What the task asks:
Report only the number of lines that contain the string "SigningKey" in the records below.

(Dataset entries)
"""
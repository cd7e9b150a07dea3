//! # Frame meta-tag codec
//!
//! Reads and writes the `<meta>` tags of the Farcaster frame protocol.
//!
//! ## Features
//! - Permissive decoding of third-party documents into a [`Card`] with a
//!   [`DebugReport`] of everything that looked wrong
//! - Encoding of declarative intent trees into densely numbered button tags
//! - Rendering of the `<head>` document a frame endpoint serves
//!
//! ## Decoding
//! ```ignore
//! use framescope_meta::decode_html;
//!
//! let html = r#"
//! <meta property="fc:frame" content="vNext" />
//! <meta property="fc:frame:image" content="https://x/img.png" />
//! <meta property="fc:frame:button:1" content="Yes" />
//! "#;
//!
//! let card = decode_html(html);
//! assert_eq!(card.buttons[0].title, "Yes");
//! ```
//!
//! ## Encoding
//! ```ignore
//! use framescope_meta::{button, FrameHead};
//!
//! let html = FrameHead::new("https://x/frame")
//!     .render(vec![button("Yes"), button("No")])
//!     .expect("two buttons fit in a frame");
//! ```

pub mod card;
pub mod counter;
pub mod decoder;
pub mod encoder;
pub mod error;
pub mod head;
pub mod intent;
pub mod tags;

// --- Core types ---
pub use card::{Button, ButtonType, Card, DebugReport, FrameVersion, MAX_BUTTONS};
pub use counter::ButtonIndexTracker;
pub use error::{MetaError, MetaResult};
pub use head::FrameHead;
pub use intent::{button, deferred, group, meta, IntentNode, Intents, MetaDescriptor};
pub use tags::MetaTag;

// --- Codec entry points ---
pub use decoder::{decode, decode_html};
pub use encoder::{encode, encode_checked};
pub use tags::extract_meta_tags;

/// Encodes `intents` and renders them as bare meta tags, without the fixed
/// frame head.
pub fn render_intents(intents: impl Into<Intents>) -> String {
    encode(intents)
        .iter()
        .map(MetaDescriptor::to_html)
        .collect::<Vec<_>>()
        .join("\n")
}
"""
"""
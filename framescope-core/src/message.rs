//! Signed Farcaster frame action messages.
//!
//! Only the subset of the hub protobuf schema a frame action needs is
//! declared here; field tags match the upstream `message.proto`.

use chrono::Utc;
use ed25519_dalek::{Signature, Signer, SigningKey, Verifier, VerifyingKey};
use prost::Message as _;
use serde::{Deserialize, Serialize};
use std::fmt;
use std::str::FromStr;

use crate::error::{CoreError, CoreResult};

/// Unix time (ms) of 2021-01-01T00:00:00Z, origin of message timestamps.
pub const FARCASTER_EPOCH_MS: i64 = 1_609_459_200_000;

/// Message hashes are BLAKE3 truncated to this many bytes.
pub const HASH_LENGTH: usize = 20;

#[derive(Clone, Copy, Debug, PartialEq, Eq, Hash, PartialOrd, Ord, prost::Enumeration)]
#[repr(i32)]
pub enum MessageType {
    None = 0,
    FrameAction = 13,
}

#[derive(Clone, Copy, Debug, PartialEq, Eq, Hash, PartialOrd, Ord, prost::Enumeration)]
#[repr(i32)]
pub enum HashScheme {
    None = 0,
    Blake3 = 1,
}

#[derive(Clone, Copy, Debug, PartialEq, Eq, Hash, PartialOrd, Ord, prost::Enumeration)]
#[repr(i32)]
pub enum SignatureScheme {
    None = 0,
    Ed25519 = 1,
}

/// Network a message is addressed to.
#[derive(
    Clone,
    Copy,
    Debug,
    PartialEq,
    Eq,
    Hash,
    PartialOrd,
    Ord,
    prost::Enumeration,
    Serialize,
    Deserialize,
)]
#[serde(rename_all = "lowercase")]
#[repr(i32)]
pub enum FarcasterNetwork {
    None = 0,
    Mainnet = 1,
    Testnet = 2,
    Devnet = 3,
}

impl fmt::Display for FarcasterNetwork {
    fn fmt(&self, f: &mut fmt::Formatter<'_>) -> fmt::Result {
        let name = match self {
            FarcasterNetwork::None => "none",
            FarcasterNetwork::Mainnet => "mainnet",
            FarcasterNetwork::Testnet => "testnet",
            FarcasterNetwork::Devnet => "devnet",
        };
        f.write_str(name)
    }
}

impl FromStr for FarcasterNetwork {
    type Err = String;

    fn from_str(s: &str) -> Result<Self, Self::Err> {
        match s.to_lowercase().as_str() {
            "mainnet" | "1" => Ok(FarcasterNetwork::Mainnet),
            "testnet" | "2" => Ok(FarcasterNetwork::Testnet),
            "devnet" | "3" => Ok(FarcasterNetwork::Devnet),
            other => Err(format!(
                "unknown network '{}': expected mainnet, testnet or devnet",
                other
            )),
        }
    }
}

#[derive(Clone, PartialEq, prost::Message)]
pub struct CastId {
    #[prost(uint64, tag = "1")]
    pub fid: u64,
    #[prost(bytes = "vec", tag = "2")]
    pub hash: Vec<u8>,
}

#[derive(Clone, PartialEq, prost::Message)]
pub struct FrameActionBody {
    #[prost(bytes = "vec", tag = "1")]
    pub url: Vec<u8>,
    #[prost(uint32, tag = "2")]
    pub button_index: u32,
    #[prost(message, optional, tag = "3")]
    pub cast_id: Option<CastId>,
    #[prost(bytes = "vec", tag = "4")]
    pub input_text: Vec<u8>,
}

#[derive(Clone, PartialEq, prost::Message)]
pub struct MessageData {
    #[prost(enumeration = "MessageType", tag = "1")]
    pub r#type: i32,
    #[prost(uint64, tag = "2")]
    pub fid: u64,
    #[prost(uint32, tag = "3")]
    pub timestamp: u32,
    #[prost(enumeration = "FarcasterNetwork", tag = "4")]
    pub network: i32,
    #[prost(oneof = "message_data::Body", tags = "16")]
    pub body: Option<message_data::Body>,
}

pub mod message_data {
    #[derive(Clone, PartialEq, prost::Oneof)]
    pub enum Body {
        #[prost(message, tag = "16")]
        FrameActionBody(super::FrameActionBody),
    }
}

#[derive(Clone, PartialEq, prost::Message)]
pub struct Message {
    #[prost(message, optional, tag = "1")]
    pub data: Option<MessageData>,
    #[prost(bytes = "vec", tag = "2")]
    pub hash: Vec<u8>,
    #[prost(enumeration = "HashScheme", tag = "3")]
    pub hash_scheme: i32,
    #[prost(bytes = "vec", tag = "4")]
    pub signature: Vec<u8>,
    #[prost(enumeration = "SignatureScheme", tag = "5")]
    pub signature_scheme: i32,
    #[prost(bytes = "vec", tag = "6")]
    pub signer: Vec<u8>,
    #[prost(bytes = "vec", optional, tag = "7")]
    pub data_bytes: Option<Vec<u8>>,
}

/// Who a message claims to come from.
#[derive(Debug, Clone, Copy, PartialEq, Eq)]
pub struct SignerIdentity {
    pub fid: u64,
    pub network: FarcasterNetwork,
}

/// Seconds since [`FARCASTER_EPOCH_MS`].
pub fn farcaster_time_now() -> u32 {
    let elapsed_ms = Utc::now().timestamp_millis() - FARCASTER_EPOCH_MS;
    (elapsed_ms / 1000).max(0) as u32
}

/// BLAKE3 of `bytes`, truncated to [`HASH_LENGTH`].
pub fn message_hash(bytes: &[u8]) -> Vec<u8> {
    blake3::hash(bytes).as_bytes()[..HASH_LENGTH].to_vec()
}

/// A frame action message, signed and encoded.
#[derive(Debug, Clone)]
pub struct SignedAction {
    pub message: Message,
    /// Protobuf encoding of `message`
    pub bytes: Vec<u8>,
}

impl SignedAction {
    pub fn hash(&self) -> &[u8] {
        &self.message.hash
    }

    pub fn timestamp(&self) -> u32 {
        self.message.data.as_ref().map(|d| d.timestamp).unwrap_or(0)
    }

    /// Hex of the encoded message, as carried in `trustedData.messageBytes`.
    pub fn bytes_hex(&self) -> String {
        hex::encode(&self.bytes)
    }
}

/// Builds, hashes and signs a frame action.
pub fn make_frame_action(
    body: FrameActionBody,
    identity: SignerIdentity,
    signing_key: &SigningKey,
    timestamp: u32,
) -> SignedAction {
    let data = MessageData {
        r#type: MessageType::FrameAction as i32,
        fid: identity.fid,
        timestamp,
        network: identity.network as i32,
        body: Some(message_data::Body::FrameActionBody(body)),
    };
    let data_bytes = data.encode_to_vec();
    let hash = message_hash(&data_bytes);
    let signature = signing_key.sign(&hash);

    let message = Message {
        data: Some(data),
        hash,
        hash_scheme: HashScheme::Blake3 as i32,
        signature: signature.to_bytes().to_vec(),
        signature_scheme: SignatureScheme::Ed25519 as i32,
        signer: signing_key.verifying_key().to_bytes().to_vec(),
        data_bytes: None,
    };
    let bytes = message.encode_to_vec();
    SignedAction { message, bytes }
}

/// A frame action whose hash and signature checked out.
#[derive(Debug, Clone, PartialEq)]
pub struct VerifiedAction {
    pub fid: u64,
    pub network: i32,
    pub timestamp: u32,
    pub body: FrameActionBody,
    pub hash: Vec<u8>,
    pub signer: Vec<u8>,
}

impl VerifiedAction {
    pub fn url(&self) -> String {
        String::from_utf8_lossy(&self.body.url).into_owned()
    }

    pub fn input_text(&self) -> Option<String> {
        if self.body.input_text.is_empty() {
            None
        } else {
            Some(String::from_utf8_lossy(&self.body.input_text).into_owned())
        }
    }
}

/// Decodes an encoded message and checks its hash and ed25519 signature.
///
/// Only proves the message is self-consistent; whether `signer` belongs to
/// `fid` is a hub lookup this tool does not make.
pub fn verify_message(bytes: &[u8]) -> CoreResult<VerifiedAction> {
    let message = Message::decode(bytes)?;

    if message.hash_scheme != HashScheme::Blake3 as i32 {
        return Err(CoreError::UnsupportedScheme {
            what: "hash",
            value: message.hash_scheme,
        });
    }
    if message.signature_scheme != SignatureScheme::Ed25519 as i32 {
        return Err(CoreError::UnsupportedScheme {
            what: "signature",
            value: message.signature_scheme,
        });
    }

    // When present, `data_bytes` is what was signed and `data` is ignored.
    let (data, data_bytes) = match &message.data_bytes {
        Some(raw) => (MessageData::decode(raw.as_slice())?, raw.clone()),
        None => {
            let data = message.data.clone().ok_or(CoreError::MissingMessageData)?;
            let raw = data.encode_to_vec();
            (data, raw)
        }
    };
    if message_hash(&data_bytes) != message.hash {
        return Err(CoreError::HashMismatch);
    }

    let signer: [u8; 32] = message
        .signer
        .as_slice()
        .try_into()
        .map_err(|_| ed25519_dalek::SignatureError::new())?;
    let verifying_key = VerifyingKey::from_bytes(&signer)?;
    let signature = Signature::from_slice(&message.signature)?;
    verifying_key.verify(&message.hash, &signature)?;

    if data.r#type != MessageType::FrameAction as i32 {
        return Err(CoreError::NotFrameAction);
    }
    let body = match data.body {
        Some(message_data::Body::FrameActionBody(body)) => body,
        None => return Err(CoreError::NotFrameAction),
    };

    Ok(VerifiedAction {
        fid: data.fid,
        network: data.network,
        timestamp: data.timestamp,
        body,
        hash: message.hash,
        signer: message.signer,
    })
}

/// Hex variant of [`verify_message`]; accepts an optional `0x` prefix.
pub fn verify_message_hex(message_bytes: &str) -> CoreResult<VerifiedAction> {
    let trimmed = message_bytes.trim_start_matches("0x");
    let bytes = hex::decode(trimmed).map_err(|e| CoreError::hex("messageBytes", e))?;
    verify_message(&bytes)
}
"""
"""
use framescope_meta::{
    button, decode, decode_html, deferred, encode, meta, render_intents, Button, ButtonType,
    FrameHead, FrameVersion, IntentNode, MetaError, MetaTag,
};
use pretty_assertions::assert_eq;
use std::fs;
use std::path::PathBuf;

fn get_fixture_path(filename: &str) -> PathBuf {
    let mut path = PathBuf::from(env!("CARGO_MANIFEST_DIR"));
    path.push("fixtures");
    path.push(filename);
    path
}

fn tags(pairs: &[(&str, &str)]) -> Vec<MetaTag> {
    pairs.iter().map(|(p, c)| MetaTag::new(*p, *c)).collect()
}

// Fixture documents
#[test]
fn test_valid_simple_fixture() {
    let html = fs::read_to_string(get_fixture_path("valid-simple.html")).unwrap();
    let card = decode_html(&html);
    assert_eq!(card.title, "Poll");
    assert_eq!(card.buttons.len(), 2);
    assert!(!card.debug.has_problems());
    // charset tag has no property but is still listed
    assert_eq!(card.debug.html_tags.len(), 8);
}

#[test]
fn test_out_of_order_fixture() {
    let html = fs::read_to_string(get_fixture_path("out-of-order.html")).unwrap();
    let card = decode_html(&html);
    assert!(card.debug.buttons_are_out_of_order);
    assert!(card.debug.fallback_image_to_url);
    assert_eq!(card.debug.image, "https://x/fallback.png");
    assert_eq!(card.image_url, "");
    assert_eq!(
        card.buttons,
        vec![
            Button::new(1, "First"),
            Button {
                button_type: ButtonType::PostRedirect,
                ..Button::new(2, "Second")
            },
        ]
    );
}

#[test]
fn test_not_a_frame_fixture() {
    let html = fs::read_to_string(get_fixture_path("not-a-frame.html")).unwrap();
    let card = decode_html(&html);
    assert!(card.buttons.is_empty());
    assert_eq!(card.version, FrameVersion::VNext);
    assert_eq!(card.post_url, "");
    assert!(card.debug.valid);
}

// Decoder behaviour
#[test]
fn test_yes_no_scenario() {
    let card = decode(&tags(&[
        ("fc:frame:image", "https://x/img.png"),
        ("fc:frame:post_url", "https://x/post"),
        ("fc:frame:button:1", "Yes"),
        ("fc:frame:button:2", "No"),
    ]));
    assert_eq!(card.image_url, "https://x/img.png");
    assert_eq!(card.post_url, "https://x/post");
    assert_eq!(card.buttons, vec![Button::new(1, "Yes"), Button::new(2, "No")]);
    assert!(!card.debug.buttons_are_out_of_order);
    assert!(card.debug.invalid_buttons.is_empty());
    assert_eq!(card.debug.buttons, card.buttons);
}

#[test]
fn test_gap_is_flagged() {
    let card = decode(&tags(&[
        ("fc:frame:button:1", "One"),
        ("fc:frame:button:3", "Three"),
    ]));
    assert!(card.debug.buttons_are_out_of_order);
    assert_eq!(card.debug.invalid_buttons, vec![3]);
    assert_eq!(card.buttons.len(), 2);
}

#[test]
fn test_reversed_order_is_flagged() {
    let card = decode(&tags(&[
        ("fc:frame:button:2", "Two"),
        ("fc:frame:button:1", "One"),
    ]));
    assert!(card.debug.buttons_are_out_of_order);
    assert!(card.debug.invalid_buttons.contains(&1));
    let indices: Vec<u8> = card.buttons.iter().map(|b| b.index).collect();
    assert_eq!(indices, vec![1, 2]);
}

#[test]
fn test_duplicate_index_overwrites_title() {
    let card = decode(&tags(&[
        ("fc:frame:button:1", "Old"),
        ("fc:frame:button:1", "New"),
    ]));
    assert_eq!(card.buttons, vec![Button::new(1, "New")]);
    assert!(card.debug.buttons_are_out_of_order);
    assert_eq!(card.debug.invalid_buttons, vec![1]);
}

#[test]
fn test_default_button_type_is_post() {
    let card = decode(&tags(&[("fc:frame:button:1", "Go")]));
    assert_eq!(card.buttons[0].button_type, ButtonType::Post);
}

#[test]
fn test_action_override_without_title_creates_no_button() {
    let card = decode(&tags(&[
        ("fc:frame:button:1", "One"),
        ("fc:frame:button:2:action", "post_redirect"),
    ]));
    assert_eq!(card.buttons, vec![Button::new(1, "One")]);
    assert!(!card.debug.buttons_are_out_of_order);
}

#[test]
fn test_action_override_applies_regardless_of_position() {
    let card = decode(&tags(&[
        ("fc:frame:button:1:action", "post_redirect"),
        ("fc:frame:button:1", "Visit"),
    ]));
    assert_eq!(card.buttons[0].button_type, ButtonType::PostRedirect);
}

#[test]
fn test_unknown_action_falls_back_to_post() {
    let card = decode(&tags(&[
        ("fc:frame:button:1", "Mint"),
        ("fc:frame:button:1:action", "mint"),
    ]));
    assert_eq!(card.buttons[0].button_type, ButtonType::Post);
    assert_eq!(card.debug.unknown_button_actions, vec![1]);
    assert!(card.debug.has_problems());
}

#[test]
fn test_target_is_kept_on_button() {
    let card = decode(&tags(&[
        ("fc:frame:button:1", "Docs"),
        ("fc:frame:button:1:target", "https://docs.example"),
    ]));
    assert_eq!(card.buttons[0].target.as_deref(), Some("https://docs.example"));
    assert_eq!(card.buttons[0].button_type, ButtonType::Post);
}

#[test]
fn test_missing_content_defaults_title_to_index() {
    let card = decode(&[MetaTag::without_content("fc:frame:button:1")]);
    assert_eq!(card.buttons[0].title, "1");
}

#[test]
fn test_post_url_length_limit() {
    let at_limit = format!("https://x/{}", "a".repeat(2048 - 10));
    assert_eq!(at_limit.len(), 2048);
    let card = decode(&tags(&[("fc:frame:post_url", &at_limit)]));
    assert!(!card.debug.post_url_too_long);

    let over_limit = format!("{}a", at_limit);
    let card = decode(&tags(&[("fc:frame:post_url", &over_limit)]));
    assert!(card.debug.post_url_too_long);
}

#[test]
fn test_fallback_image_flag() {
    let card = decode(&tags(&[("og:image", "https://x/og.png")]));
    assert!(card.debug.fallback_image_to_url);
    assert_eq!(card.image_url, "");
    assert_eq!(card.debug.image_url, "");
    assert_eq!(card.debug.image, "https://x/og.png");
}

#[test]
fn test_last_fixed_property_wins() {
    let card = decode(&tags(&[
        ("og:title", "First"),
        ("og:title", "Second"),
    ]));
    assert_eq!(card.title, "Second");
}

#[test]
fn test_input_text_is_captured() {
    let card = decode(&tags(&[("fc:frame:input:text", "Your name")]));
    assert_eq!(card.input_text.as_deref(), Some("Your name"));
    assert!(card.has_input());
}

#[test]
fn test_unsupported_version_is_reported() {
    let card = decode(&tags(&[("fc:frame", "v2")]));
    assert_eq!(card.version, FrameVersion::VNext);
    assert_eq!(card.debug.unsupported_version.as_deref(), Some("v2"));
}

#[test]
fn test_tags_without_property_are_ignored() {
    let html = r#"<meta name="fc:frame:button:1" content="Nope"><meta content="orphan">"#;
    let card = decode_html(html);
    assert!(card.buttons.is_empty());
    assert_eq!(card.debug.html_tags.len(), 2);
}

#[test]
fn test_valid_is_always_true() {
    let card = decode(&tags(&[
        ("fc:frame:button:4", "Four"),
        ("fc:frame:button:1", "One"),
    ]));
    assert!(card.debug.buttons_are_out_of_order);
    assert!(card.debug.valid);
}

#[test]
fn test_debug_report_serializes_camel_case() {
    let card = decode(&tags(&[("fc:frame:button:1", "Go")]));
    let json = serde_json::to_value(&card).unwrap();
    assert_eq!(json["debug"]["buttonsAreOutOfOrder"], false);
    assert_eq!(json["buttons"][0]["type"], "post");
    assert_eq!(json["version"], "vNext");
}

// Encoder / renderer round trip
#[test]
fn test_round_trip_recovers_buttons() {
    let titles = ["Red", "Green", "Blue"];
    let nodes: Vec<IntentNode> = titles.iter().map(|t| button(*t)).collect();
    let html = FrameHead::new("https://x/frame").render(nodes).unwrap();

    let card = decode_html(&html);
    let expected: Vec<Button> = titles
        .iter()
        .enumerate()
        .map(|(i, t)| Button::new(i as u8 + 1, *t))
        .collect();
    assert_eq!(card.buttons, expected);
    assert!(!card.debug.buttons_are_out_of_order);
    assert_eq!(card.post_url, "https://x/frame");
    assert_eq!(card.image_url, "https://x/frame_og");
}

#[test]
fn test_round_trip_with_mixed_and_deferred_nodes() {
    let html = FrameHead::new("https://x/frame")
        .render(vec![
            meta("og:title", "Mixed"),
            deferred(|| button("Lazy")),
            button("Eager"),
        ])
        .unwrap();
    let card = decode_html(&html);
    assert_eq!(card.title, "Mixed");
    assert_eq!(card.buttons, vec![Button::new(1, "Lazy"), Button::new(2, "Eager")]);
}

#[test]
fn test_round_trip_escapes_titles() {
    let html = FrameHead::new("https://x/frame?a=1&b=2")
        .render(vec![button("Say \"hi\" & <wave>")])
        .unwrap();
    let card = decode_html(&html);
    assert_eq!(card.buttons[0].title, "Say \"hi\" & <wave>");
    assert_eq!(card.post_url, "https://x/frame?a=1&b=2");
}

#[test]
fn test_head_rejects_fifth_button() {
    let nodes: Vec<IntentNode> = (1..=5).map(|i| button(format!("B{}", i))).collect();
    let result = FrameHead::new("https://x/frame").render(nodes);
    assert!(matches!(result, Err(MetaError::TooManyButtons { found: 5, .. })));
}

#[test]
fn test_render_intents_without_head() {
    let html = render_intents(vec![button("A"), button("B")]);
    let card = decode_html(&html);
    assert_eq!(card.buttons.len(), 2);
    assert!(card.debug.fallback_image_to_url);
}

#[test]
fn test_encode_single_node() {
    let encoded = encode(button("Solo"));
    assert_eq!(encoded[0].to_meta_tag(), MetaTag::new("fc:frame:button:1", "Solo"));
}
"""
Result of the task:
2